━━━ Dataset excerpts ━━━
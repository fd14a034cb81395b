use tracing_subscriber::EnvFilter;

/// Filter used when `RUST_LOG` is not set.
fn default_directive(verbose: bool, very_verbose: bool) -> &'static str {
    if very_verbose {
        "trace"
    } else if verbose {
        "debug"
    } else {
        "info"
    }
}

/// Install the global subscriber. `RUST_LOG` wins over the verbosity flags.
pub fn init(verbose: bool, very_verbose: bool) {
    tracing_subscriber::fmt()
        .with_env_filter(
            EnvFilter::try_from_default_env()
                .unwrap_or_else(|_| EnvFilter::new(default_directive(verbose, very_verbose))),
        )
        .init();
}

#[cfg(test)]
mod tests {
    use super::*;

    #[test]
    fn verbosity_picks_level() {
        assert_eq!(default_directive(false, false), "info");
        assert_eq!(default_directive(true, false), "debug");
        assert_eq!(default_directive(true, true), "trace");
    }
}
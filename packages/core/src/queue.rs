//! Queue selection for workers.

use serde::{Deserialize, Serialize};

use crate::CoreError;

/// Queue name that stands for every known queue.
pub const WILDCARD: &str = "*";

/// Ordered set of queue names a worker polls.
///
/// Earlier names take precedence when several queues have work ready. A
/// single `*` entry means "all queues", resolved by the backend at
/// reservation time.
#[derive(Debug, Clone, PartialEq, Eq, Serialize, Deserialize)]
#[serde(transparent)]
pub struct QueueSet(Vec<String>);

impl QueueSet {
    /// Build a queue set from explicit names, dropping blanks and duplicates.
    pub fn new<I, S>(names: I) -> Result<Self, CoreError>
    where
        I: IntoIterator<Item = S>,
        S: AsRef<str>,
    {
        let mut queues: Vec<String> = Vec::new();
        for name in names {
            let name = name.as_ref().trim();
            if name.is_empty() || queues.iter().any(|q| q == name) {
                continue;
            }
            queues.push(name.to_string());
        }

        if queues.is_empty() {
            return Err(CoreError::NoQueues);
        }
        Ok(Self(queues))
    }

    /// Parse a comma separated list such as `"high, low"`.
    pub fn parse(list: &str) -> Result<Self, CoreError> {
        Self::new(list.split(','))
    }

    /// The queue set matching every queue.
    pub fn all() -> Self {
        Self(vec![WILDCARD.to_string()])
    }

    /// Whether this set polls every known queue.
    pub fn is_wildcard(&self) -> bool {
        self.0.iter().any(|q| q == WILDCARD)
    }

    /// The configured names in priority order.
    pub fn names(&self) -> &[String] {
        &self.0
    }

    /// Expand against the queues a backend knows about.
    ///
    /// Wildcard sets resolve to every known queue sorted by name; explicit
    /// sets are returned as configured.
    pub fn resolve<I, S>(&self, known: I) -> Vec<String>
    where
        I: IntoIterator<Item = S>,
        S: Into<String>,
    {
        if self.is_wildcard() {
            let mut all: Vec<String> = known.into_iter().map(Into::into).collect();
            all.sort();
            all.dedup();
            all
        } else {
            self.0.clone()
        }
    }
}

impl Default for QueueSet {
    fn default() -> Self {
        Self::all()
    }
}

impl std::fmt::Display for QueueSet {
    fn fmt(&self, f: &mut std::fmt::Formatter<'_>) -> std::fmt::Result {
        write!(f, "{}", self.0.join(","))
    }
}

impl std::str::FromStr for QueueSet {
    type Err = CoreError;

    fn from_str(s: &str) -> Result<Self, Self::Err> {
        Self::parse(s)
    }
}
━━━
Task description »
Starting with the first line of the records above, give back each line exactly until the line with "work ready. A" has been given as well.

Solution to this problem »
repository fd14a034cb81395b
use tracing_subscriber::EnvFilter;

/// Filter used when `RUST_LOG` is not set.
fn default_directive(verbose: bool, very_verbose: bool) -> &'static str {
    if very_verbose {
        "trace"
    } else if verbose {
        "debug"
    } else {
        "info"
    }
}

/// Install the global subscriber. `RUST_LOG` wins over the verbosity flags.
pub fn init(verbose: bool, very_verbose: bool) {
    tracing_subscriber::fmt()
        .with_env_filter(
            EnvFilter::try_from_default_env()
                .unwrap_or_else(|_| EnvFilter::new(default_directive(verbose, very_verbose))),
        )
        .init();
}

#[cfg(test)]
mod tests {
    use super::*;

    #[test]
    fn verbosity_picks_level() {
        assert_eq!(default_directive(false, false), "info");
        assert_eq!(default_directive(true, false), "debug");
        assert_eq!(default_directive(true, true), "trace");
    }
}
filename packages/core/src/queue.rs
//! Queue selection for workers.

use serde::{Deserialize, Serialize};

use crate::CoreError;

/// Queue name that stands for every known queue.
pub const WILDCARD: &str = "*";

/// Ordered set of queue names a worker polls.
///
/// Earlier names take precedence when several queues have work ready. A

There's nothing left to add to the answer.